EXTRACTED MATERIAL.
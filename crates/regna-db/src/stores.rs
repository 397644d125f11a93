//! `PostgreSQL` implementations of the engine's store contract.
//!
//! Entities persist as narrow rows with jsonb documents for the nested
//! counters. The kingdom row carries a `version` bigint; updates are
//! conditional on it (`WHERE id = $1 AND version = $2`), which gives the
//! engine the compare-and-swap semantics it needs to prevent lost updates
//! between concurrent actions on the same kingdom.

use std::collections::BTreeMap;

use chrono::{DateTime, Utc};
use sqlx::PgPool;
use uuid::Uuid;

use regna_engine::store::{
    KingdomStore, SpellEffectStore, StoreError, TerritoryStore, UnitStackStore,
};
use regna_types::{
    BuildingKind, Coordinates, Kingdom, KingdomId, KingdomPatch, NewSpellEffect, NewTerritory,
    NewUnitStack, Race, Resources, Spell, SpellEffect, SpellEffectId, TerrainKind, Territory,
    TerritoryId, TerritoryKind, UnitKind, UnitStack, UnitStackId,
};

use crate::error::DbError;
use crate::postgres::PostgresPool;

/// Store over a `PostgreSQL` pool implementing every engine store trait.
#[derive(Clone)]
pub struct PostgresStore {
    pool: PgPool,
}

impl PostgresStore {
    /// Build a store over an established pool.
    pub fn new(pool: &PostgresPool) -> Self {
        Self {
            pool: pool.pool().clone(),
        }
    }
}

/// Log the raw cause and reduce it to the opaque backend failure the
/// engine's contract exposes.
fn backend(operation: &'static str, error: &DbError) -> StoreError {
    tracing::error!(operation, cause = %error, "store operation failed");
    StoreError::Backend(format!("{operation} failed"))
}

// ---------------------------------------------------------------------------
// Row types and conversions
// ---------------------------------------------------------------------------

#[derive(Debug, sqlx::FromRow)]
struct KingdomRow {
    id: Uuid,
    owner_id: String,
    owner_name: String,
    race: String,
    resources: serde_json::Value,
    buildings: serde_json::Value,
    total_units: serde_json::Value,
    stats: serde_json::Value,
    version: i64,
    created_at: DateTime<Utc>,
    updated_at: DateTime<Utc>,
}

impl KingdomRow {
    fn into_kingdom(self) -> Result<Kingdom, DbError> {
        let race = Race::parse(&self.race)
            .ok_or_else(|| DbError::Corrupt(format!("unknown race {:?}", self.race)))?;
        let resources: Resources = serde_json::from_value(self.resources)?;
        let buildings: BTreeMap<BuildingKind, u64> = serde_json::from_value(self.buildings)?;
        let total_units: BTreeMap<UnitKind, u64> = serde_json::from_value(self.total_units)?;
        let version = u64::try_from(self.version)
            .map_err(|_| DbError::Corrupt(format!("negative version {}", self.version)))?;

        Ok(Kingdom {
            id: KingdomId::from(self.id),
            owner_id: self.owner_id,
            owner_name: self.owner_name,
            race,
            resources,
            buildings,
            total_units,
            stats: self.stats,
            version,
            created_at: self.created_at,
            updated_at: self.updated_at,
        })
    }
}

#[derive(Debug, sqlx::FromRow)]
struct TerritoryRow {
    id: Uuid,
    kingdom_id: Uuid,
    name: String,
    kind: String,
    terrain: String,
    x: i32,
    y: i32,
    resources: serde_json::Value,
    buildings: serde_json::Value,
    defense_level: i32,
    created_at: DateTime<Utc>,
}

impl TerritoryRow {
    fn into_territory(self) -> Result<Territory, DbError> {
        let kind = TerritoryKind::parse(&self.kind)
            .ok_or_else(|| DbError::Corrupt(format!("unknown territory kind {:?}", self.kind)))?;
        let terrain = TerrainKind::parse(&self.terrain)
            .ok_or_else(|| DbError::Corrupt(format!("unknown terrain {:?}", self.terrain)))?;
        let resources: Resources = serde_json::from_value(self.resources)?;
        let buildings: BTreeMap<BuildingKind, u64> = serde_json::from_value(self.buildings)?;
        let defense_level = u32::try_from(self.defense_level).map_err(|_| {
            DbError::Corrupt(format!("negative defense level {}", self.defense_level))
        })?;

        Ok(Territory {
            id: TerritoryId::from(self.id),
            kingdom_id: KingdomId::from(self.kingdom_id),
            name: self.name,
            kind,
            terrain,
            coordinates: Coordinates {
                x: self.x,
                y: self.y,
            },
            resources,
            buildings,
            defense_level,
            created_at: self.created_at,
        })
    }
}

#[derive(Debug, sqlx::FromRow)]
struct UnitStackRow {
    id: Uuid,
    kingdom_id: Uuid,
    kind: String,
    quantity: i64,
    created_at: DateTime<Utc>,
}

impl UnitStackRow {
    fn into_unit_stack(self) -> Result<UnitStack, DbError> {
        let kind = UnitKind::parse(&self.kind)
            .ok_or_else(|| DbError::Corrupt(format!("unknown unit kind {:?}", self.kind)))?;
        let quantity = u64::try_from(self.quantity)
            .map_err(|_| DbError::Corrupt(format!("negative quantity {}", self.quantity)))?;

        Ok(UnitStack {
            id: UnitStackId::from(self.id),
            kingdom_id: KingdomId::from(self.kingdom_id),
            kind,
            quantity,
            created_at: self.created_at,
        })
    }
}

#[derive(Debug, sqlx::FromRow)]
struct SpellEffectRow {
    id: Uuid,
    kingdom_id: Uuid,
    spell: String,
    target_territory: Option<Uuid>,
    backlash: bool,
    duration_turns: i32,
    created_at: DateTime<Utc>,
}

impl SpellEffectRow {
    fn into_spell_effect(self) -> Result<SpellEffect, DbError> {
        let spell = Spell::parse(&self.spell)
            .ok_or_else(|| DbError::Corrupt(format!("unknown spell {:?}", self.spell)))?;
        let duration_turns = u32::try_from(self.duration_turns).map_err(|_| {
            DbError::Corrupt(format!("negative duration {}", self.duration_turns))
        })?;

        Ok(SpellEffect {
            id: SpellEffectId::from(self.id),
            kingdom_id: KingdomId::from(self.kingdom_id),
            spell,
            target_territory: self.target_territory.map(TerritoryId::from),
            backlash: self.backlash,
            duration_turns,
            created_at: self.created_at,
        })
    }
}

// ---------------------------------------------------------------------------
// Inner operations (DbError level)
// ---------------------------------------------------------------------------

const KINGDOM_COLUMNS: &str = "id, owner_id, owner_name, race, resources, buildings, \
     total_units, stats, version, created_at, updated_at";

const TERRITORY_COLUMNS: &str =
    "id, kingdom_id, name, kind, terrain, x, y, resources, buildings, defense_level, created_at";

impl PostgresStore {
    async fn fetch_kingdom(&self, id: KingdomId) -> Result<Option<Kingdom>, DbError> {
        let row = sqlx::query_as::<_, KingdomRow>(&format!(
            "SELECT {KINGDOM_COLUMNS} FROM kingdoms WHERE id = $1"
        ))
        .bind(id.into_inner())
        .fetch_optional(&self.pool)
        .await?;

        row.map(KingdomRow::into_kingdom).transpose()
    }

    async fn conditional_update_kingdom(
        &self,
        id: KingdomId,
        expected_version: u64,
        patch: KingdomPatch,
    ) -> Result<Result<Kingdom, StoreError>, DbError> {
        // Read the current document, apply the merge in memory, then write
        // it back conditionally. If another writer slipped in between, the
        // version guard rejects the write and the engine retries.
        let Some(mut kingdom) = self.fetch_kingdom(id).await? else {
            return Ok(Err(StoreError::Backend(format!(
                "kingdom {id} missing during update"
            ))));
        };
        if kingdom.version != expected_version {
            return Ok(Err(StoreError::VersionConflict {
                entity: "kingdom",
                id: id.into_inner(),
            }));
        }
        kingdom.apply_patch(patch);

        let expected = i64::try_from(expected_version)
            .map_err(|_| DbError::Corrupt(format!("version {expected_version} exceeds bigint")))?;

        let row = sqlx::query_as::<_, KingdomRow>(&format!(
            "UPDATE kingdoms
             SET resources = $3, buildings = $4, total_units = $5, stats = $6,
                 version = version + 1, updated_at = NOW()
             WHERE id = $1 AND version = $2
             RETURNING {KINGDOM_COLUMNS}"
        ))
        .bind(id.into_inner())
        .bind(expected)
        .bind(serde_json::to_value(kingdom.resources)?)
        .bind(serde_json::to_value(&kingdom.buildings)?)
        .bind(serde_json::to_value(&kingdom.total_units)?)
        .bind(&kingdom.stats)
        .fetch_optional(&self.pool)
        .await?;

        match row {
            Some(updated) => {
                tracing::debug!(kingdom = %id, "kingdom updated");
                Ok(Ok(updated.into_kingdom()?))
            }
            // The guard rejected the write: someone else committed first.
            None => Ok(Err(StoreError::VersionConflict {
                entity: "kingdom",
                id: id.into_inner(),
            })),
        }
    }

    async fn fetch_territories(&self, kingdom_id: KingdomId) -> Result<Vec<Territory>, DbError> {
        let rows = sqlx::query_as::<_, TerritoryRow>(&format!(
            "SELECT {TERRITORY_COLUMNS} FROM territories WHERE kingdom_id = $1 ORDER BY created_at"
        ))
        .bind(kingdom_id.into_inner())
        .fetch_all(&self.pool)
        .await?;

        rows.into_iter().map(TerritoryRow::into_territory).collect()
    }

    async fn insert_territory(&self, fields: NewTerritory) -> Result<Territory, DbError> {
        let row = sqlx::query_as::<_, TerritoryRow>(&format!(
            "INSERT INTO territories
               (id, kingdom_id, name, kind, terrain, x, y, resources, buildings, defense_level)
             VALUES ($1, $2, $3, $4, $5, $6, $7, $8, $9, 0)
             RETURNING {TERRITORY_COLUMNS}"
        ))
        .bind(TerritoryId::new().into_inner())
        .bind(fields.kingdom_id.into_inner())
        .bind(&fields.name)
        .bind(fields.kind.name())
        .bind(fields.terrain.name())
        .bind(fields.coordinates.x)
        .bind(fields.coordinates.y)
        .bind(serde_json::to_value(Resources::default())?)
        .bind(serde_json::to_value(BTreeMap::<BuildingKind, u64>::new())?)
        .fetch_one(&self.pool)
        .await?;

        tracing::debug!(kingdom = %fields.kingdom_id, cell = %fields.coordinates, "territory created");
        row.into_territory()
    }

    async fn insert_unit_stack(&self, fields: NewUnitStack) -> Result<UnitStack, DbError> {
        let quantity = i64::try_from(fields.quantity)
            .map_err(|_| DbError::Corrupt(format!("quantity {} exceeds bigint", fields.quantity)))?;

        let row = sqlx::query_as::<_, UnitStackRow>(
            "INSERT INTO unit_stacks (id, kingdom_id, kind, quantity)
             VALUES ($1, $2, $3, $4)
             RETURNING id, kingdom_id, kind, quantity, created_at",
        )
        .bind(UnitStackId::new().into_inner())
        .bind(fields.kingdom_id.into_inner())
        .bind(fields.kind.name())
        .bind(quantity)
        .fetch_one(&self.pool)
        .await?;

        row.into_unit_stack()
    }

    async fn insert_spell_effect(&self, fields: NewSpellEffect) -> Result<SpellEffect, DbError> {
        let duration = i32::try_from(fields.duration_turns).map_err(|_| {
            DbError::Corrupt(format!("duration {} exceeds integer", fields.duration_turns))
        })?;

        let row = sqlx::query_as::<_, SpellEffectRow>(
            "INSERT INTO spell_effects
               (id, kingdom_id, spell, target_territory, backlash, duration_turns)
             VALUES ($1, $2, $3, $4, $5, $6)
             RETURNING id, kingdom_id, spell, target_territory, backlash, duration_turns, created_at",
        )
        .bind(SpellEffectId::new().into_inner())
        .bind(fields.kingdom_id.into_inner())
        .bind(fields.spell.name())
        .bind(fields.target_territory.map(TerritoryId::into_inner))
        .bind(fields.backlash)
        .bind(duration)
        .fetch_one(&self.pool)
        .await?;

        row.into_spell_effect()
    }
}

// ---------------------------------------------------------------------------
// Engine trait implementations
// ---------------------------------------------------------------------------

impl KingdomStore for PostgresStore {
    async fn get_kingdom(&self, id: KingdomId) -> Result<Option<Kingdom>, StoreError> {
        self.fetch_kingdom(id)
            .await
            .map_err(|e| backend("get_kingdom", &e))
    }

    async fn update_kingdom(
        &self,
        id: KingdomId,
        expected_version: u64,
        patch: KingdomPatch,
    ) -> Result<Kingdom, StoreError> {
        self.conditional_update_kingdom(id, expected_version, patch)
            .await
            .map_err(|e| backend("update_kingdom", &e))?
    }
}

impl TerritoryStore for PostgresStore {
    async fn list_territories(&self, kingdom_id: KingdomId) -> Result<Vec<Territory>, StoreError> {
        self.fetch_territories(kingdom_id)
            .await
            .map_err(|e| backend("list_territories", &e))
    }

    async fn create_territory(&self, fields: NewTerritory) -> Result<Territory, StoreError> {
        self.insert_territory(fields)
            .await
            .map_err(|e| backend("create_territory", &e))
    }
}

impl UnitStackStore for PostgresStore {
    async fn create_unit_stack(&self, fields: NewUnitStack) -> Result<UnitStack, StoreError> {
        self.insert_unit_stack(fields)
            .await
            .map_err(|e| backend("create_unit_stack", &e))
    }
}

impl SpellEffectStore for PostgresStore {
    async fn create_spell_effect(&self, fields: NewSpellEffect) -> Result<SpellEffect, StoreError> {
        self.insert_spell_effect(fields)
            .await
            .map_err(|e| backend("create_spell_effect", &e))
    }
}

ACTION ITEM.
In the entries above, copy each line that contains the string "struct".

COMPLETED TASK.
pub struct PostgresStore {
struct KingdomRow {
struct TerritoryRow {
struct UnitStackRow {
struct SpellEffectRow {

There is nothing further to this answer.